### Exercise prompt:
You are asked to filter the data below and copy every line holding "BTreeSet".

### Input data:
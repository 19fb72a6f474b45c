//! Counterparty extraction from the catch-all account's transaction history.

use std::collections::BTreeSet;

use tracing::{debug, warn};

use crate::model::Transaction;
use crate::notes::NoteFormat;

/// Result of scanning the catch-all account's transactions.
#[derive(Debug, Default)]
pub struct Extraction {
    /// Distinct counterparty names, lexicographically ordered.
    pub counterparties: BTreeSet<String>,
    /// Transactions whose note the format could not parse.
    pub unparseable: usize,
}

/// Collect the distinct counterparty names recorded in transaction notes.
///
/// Only transactions whose destination is the catch-all account and which
/// carry a non-empty note participate. Notes the format cannot parse are
/// skipped, counted, and logged; an empty stream yields an empty set.
pub fn extract_counterparties<I>(
    transactions: I,
    catch_all_id: &str,
    format: &NoteFormat,
) -> Extraction
where
    I: IntoIterator<Item = Transaction>,
{
    let mut out = Extraction::default();
    for tx in transactions {
        if tx.destination_id != catch_all_id {
            continue;
        }
        let Some(note) = tx.notes.as_deref() else {
            continue;
        };
        if note.trim().is_empty() {
            continue;
        }
        match format.extract(note) {
            Some(name) => {
                debug!(journal_id = %tx.journal_id, counterparty = name, "extracted counterparty");
                out.counterparties.insert(name.to_string());
            }
            None => {
                warn!(
                    journal_id = %tx.journal_id,
                    note,
                    "note does not match the counterparty format, skipping"
                );
                out.unparseable += 1;
            }
        }
    }
    out
}
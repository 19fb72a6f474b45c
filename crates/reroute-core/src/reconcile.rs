//! The reconciliation core: coverage, pending delta, and rule creation.

use std::collections::BTreeSet;

use tracing::{error, info, warn};

use crate::error::LedgerError;
use crate::model::{
    ACTION_SET_DESTINATION, Account, AccountKind, Rule, RuleAction, RuleGroup, RuleSpec,
    RuleTrigger, TRIGGER_MOMENT_STORE, TRIGGER_NOTES_CONTAINS, TRIGGER_TO_ACCOUNT_IS,
    TRIGGER_TRANSACTION_TYPE,
};
use crate::notes::NoteFormat;

/// The seam between the reconciler and the ledger service.
///
/// Implemented by the HTTP client, by [`DryRunGate`](crate::gate::DryRunGate),
/// and by in-memory doubles in tests.
#[allow(async_fn_in_trait)]
pub trait Ledger {
    /// Exact-name account lookup. Reads always execute, even under dry-run.
    async fn find_account(&mut self, name: &str) -> Result<Option<Account>, LedgerError>;
    async fn create_account(
        &mut self,
        name: &str,
        kind: AccountKind,
    ) -> Result<Account, LedgerError>;
    async fn create_rule(&mut self, spec: &RuleSpec) -> Result<Rule, LedgerError>;
    /// Ask the service to apply a rule to the transactions it already stores.
    async fn trigger_rule(&mut self, rule_id: &str) -> Result<(), LedgerError>;
}

/// Derive the set of counterparties already covered by rules in the group.
///
/// A rule covers a counterparty when any of its triggers is a note-contains
/// condition carrying the fragment this system generates. Rules of any other
/// shape are ignored, never errors, so hand-written rules can share the group.
pub fn coverage(rules: &[Rule], format: &NoteFormat) -> BTreeSet<String> {
    let mut covered = BTreeSet::new();
    for rule in rules {
        for trigger in &rule.triggers {
            if trigger.trigger_type != TRIGGER_NOTES_CONTAINS {
                continue;
            }
            if let Some(name) = format.parse_fragment(&trigger.value) {
                covered.insert(name.to_string());
            }
        }
    }
    covered
}

/// The computed delta for one reconciliation pass.
#[derive(Debug)]
pub struct ReconcilePlan {
    pub discovered: usize,
    pub already_covered: usize,
    /// Uncovered counterparties, lexicographically ordered.
    pub pending: Vec<String>,
}

impl ReconcilePlan {
    /// `pending = discovered − covered`, in deterministic lexicographic order.
    pub fn build(discovered: &BTreeSet<String>, covered: &BTreeSet<String>) -> Self {
        let pending: Vec<String> = discovered.difference(covered).cloned().collect();
        Self {
            discovered: discovered.len(),
            already_covered: discovered.len() - pending.len(),
            pending,
        }
    }

    pub fn is_empty(&self) -> bool {
        self.pending.is_empty()
    }
}

/// Build the rewrite rule for one counterparty.
///
/// Triggers: withdrawal, destination is the catch-all account, note contains
/// the generated fragment. Action: set the destination to the counterparty's
/// own account.
pub fn rewrite_rule(
    counterparty: &str,
    destination: &Account,
    catch_all: &Account,
    group: &RuleGroup,
    format: &NoteFormat,
) -> RuleSpec {
    RuleSpec {
        title: counterparty.to_string(),
        rule_group_title: group.title.clone(),
        strict: true,
        trigger: TRIGGER_MOMENT_STORE.to_string(),
        triggers: vec![
            RuleTrigger::new(TRIGGER_TRANSACTION_TYPE, "withdrawal"),
            RuleTrigger::new(TRIGGER_TO_ACCOUNT_IS, &catch_all.name),
            RuleTrigger::new(TRIGGER_NOTES_CONTAINS, format.fragment(counterparty)),
        ],
        actions: vec![RuleAction::new(ACTION_SET_DESTINATION, &destination.name)],
    }
}

/// Per-counterparty result of the creation loop.
#[derive(Debug)]
pub enum Outcome {
    Created {
        rule_id: String,
        /// Set when the destination account already existed and was reused.
        reused_account: bool,
    },
    Failed(LedgerError),
}

/// Drive creation of the missing accounts and rules.
///
/// Counterparties are processed in the plan's deterministic order. A failure
/// for one never aborts the rest; each name gets its own [`Outcome`]. With an
/// empty plan no ledger call is made at all.
pub async fn execute<L: Ledger>(
    ledger: &mut L,
    plan: &ReconcilePlan,
    catch_all: &Account,
    group: &RuleGroup,
    format: &NoteFormat,
) -> Vec<(String, Outcome)> {
    let mut results = Vec::with_capacity(plan.pending.len());
    for name in &plan.pending {
        match reconcile_one(ledger, name, catch_all, group, format).await {
            Ok(outcome) => results.push((name.clone(), outcome)),
            Err(err) => {
                error!(counterparty = %name, error = %err, "failed to create rule");
                results.push((name.clone(), Outcome::Failed(err)));
            }
        }
    }
    results
}

async fn reconcile_one<L: Ledger>(
    ledger: &mut L,
    name: &str,
    catch_all: &Account,
    group: &RuleGroup,
    format: &NoteFormat,
) -> Result<Outcome, LedgerError> {
    // 1. Resolve or create the destination account.
    let (destination, reused_account) = match ledger.find_account(name).await? {
        Some(account) => (account, true),
        None => match ledger.create_account(name, AccountKind::Expense).await {
            Ok(account) => (account, false),
            // Another writer got there between lookup and create: use theirs.
            Err(LedgerError::Conflict { .. }) => {
                let account = ledger.find_account(name).await?.ok_or_else(|| {
                    LedgerError::Api(format!(
                        "account {name:?} reported as existing but cannot be fetched"
                    ))
                })?;
                (account, true)
            }
            Err(err) => return Err(err),
        },
    };

    // 2. Create the rewrite rule in the target group.
    let spec = rewrite_rule(name, &destination, catch_all, group, format);
    let rule = ledger.create_rule(&spec).await?;
    info!(counterparty = %name, rule_id = %rule.id, reused_account, "created rule");

    // 3. Fire it once so the already-imported transactions get rewritten.
    if let Err(err) = ledger.trigger_rule(&rule.id).await {
        warn!(rule_id = %rule.id, error = %err, "rule created but trigger failed");
    }

    Ok(Outcome::Created {
        rule_id: rule.id,
        reused_account,
    })
}

#[cfg(test)]
pub(crate) mod testing {
    use std::collections::BTreeSet;

    use crate::error::LedgerError;
    use crate::model::{Account, AccountKind, Rule, RuleSpec};

    use super::Ledger;

    /// In-memory ledger double: preloaded accounts, recorded mutations, and
    /// configurable per-name failures.
    #[derive(Default)]
    pub(crate) struct MockLedger {
        pub accounts: Vec<Account>,
        pub created_accounts: Vec<String>,
        pub created_rules: Vec<RuleSpec>,
        pub triggered: Vec<String>,
        /// Account names whose creation fails with a transport error.
        pub fail_account_creates: BTreeSet<String>,
        /// Account names whose creation conflicts; the account then becomes
        /// visible to subsequent lookups, as if another writer created it.
        pub conflict_account_creates: BTreeSet<String>,
        /// Rule titles whose creation fails with a transport error.
        pub fail_rule_creates: BTreeSet<String>,
        pub fail_triggers: bool,
        pub(crate) next_id: u32,
    }

    impl MockLedger {
        pub fn with_accounts(names: &[&str]) -> Self {
            let accounts = names
                .iter()
                .enumerate()
                .map(|(i, name)| Account {
                    id: format!("pre-{i}"),
                    name: (*name).to_string(),
                    kind: "expense".to_string(),
                })
                .collect();
            Self {
                accounts,
                ..Self::default()
            }
        }

        fn fresh_account(&mut self, name: &str, kind: AccountKind) -> Account {
            self.next_id += 1;
            Account {
                id: format!("acct-{}", self.next_id),
                name: name.to_string(),
                kind: kind.as_str().to_string(),
            }
        }
    }

    impl Ledger for MockLedger {
        async fn find_account(&mut self, name: &str) -> Result<Option<Account>, LedgerError> {
            Ok(self.accounts.iter().find(|a| a.name == name).cloned())
        }

        async fn create_account(
            &mut self,
            name: &str,
            kind: AccountKind,
        ) -> Result<Account, LedgerError> {
            if self.fail_account_creates.contains(name) {
                return Err(LedgerError::Transport("connection reset".into()));
            }
            if self.conflict_account_creates.remove(name) {
                let account = self.fresh_account(name, kind);
                self.accounts.push(account);
                return Err(LedgerError::Conflict {
                    what: "account",
                    name: name.to_string(),
                });
            }
            let account = self.fresh_account(name, kind);
            self.created_accounts.push(name.to_string());
            self.accounts.push(account.clone());
            Ok(account)
        }

        async fn create_rule(&mut self, spec: &RuleSpec) -> Result<Rule, LedgerError> {
            if self.fail_rule_creates.contains(&spec.title) {
                return Err(LedgerError::Transport("connection reset".into()));
            }
            self.next_id += 1;
            self.created_rules.push(spec.clone());
            Ok(Rule {
                id: format!("rule-{}", self.next_id),
                title: spec.title.clone(),
                triggers: spec.triggers.clone(),
                actions: spec.actions.clone(),
                active: true,
            })
        }

        async fn trigger_rule(&mut self, rule_id: &str) -> Result<(), LedgerError> {
            if self.fail_triggers {
                return Err(LedgerError::Transport("connection reset".into()));
            }
            self.triggered.push(rule_id.to_string());
            Ok(())
        }
    }
}
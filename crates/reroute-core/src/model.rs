//! Ledger entities shared between the HTTP client and the reconciliation logic.

use chrono::{DateTime, Utc};
use serde::{Deserialize, Serialize};

/// Trigger and action type identifiers understood by the ledger service.
pub const TRIGGER_TRANSACTION_TYPE: &str = "transaction_type";
pub const TRIGGER_TO_ACCOUNT_IS: &str = "to_account_is";
pub const TRIGGER_NOTES_CONTAINS: &str = "notes_contains";
pub const ACTION_SET_DESTINATION: &str = "set_destination_account";

/// Trigger moment for generated rules: evaluate whenever a journal is stored.
pub const TRIGGER_MOMENT_STORE: &str = "store-journal";

/// Account kinds this system creates.
///
/// The service knows more kinds than these; existing accounts of any kind
/// are carried as plain strings in [`Account::kind`].
#[derive(Debug, Clone, Copy, PartialEq, Eq, Serialize)]
#[serde(rename_all = "lowercase")]
pub enum AccountKind {
    Asset,
    Expense,
    Revenue,
    Liability,
    Cash,
}

impl AccountKind {
    pub fn as_str(self) -> &'static str {
        match self {
            AccountKind::Asset => "asset",
            AccountKind::Expense => "expense",
            AccountKind::Revenue => "revenue",
            AccountKind::Liability => "liability",
            AccountKind::Cash => "cash",
        }
    }
}

/// A ledger account: either the catch-all or a per-counterparty destination.
#[derive(Debug, Clone, PartialEq, Eq, Serialize, Deserialize)]
pub struct Account {
    /// Service-assigned opaque identifier.
    pub id: String,
    pub name: String,
    pub kind: String,
}

/// One transaction split, flattened out of the service's split groups.
///
/// The date is carried for operator-facing logging; the reconciliation logic
/// reads only the destination and the note.
#[derive(Debug, Clone, PartialEq, Eq, Serialize, Deserialize)]
pub struct Transaction {
    pub journal_id: String,
    pub description: String,
    pub destination_id: String,
    pub destination_name: String,
    pub notes: Option<String>,
    pub date: Option<DateTime<Utc>>,
}

/// A named container of rules; operator-provisioned, never created here.
#[derive(Debug, Clone, PartialEq, Eq, Serialize, Deserialize)]
pub struct RuleGroup {
    pub id: String,
    pub title: String,
}

/// One match condition of a rule.
#[derive(Debug, Clone, PartialEq, Eq, Serialize, Deserialize)]
pub struct RuleTrigger {
    #[serde(rename = "type")]
    pub trigger_type: String,
    pub value: String,
}

impl RuleTrigger {
    pub fn new(trigger_type: impl Into<String>, value: impl Into<String>) -> Self {
        Self {
            trigger_type: trigger_type.into(),
            value: value.into(),
        }
    }
}

/// One action of a rule.
#[derive(Debug, Clone, PartialEq, Eq, Serialize, Deserialize)]
pub struct RuleAction {
    #[serde(rename = "type")]
    pub action_type: String,
    pub value: String,
}

impl RuleAction {
    pub fn new(action_type: impl Into<String>, value: impl Into<String>) -> Self {
        Self {
            action_type: action_type.into(),
            value: value.into(),
        }
    }
}

/// An automation rule as stored by the ledger service.
#[derive(Debug, Clone, PartialEq, Eq, Serialize, Deserialize)]
pub struct Rule {
    pub id: String,
    pub title: String,
    pub triggers: Vec<RuleTrigger>,
    pub actions: Vec<RuleAction>,
    pub active: bool,
}

/// The creation payload for a new rule, serialized verbatim as the POST body.
#[derive(Debug, Clone, PartialEq, Eq, Serialize, Deserialize)]
pub struct RuleSpec {
    pub title: String,
    pub rule_group_title: String,
    pub strict: bool,
    /// Trigger moment, [`TRIGGER_MOMENT_STORE`] for generated rules.
    pub trigger: String,
    pub triggers: Vec<RuleTrigger>,
    pub actions: Vec<RuleAction>,
}

/// The user a token authenticates as, reported at startup.
#[derive(Debug, Clone, PartialEq, Eq, Serialize, Deserialize)]
pub struct UserInfo {
    pub email: String,
}

#[cfg(test)]
mod tests {
    use super::*;

    #[test]
    fn account_kind_serializes_lowercase() {
        assert_eq!(
            serde_json::to_value(AccountKind::Expense).unwrap(),
            serde_json::json!("expense")
        );
        assert_eq!(AccountKind::Expense.as_str(), "expense");
    }

    #[test]
    fn rule_spec_matches_service_payload() {
        let spec = RuleSpec {
            title: "Acme Corp".into(),
            rule_group_title: "Visa Splits".into(),
            strict: true,
            trigger: TRIGGER_MOMENT_STORE.into(),
            triggers: vec![
                RuleTrigger::new(TRIGGER_TRANSACTION_TYPE, "withdrawal"),
                RuleTrigger::new(TRIGGER_TO_ACCOUNT_IS, "Visa"),
                RuleTrigger::new(TRIGGER_NOTES_CONTAINS, "Original account name: Acme Corp"),
            ],
            actions: vec![RuleAction::new(ACTION_SET_DESTINATION, "Acme Corp")],
        };
        let value = serde_json::to_value(&spec).unwrap();
        assert_eq!(value["rule_group_title"], "Visa Splits");
        assert_eq!(value["trigger"], "store-journal");
        assert_eq!(value["triggers"][2]["type"], "notes_contains");
        assert_eq!(
            value["triggers"][2]["value"],
            "Original account name: Acme Corp"
        );
        assert_eq!(value["actions"][0]["type"], "set_destination_account");
    }
}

### Response area:
use std::collections::BTreeSet;
    pub counterparties: BTreeSet<String>,
use std::collections::BTreeSet;
pub fn coverage(rules: &[Rule], format: &NoteFormat) -> BTreeSet<String> {
    let mut covered = BTreeSet::new();
    pub fn build(discovered: &BTreeSet<String>, covered: &BTreeSet<String>) -> Self {
    use std::collections::BTreeSet;
        pub fail_account_creates: BTreeSet<String>,
        pub conflict_account_creates: BTreeSet<String>,
        pub fail_rule_creates: BTreeSet<String>,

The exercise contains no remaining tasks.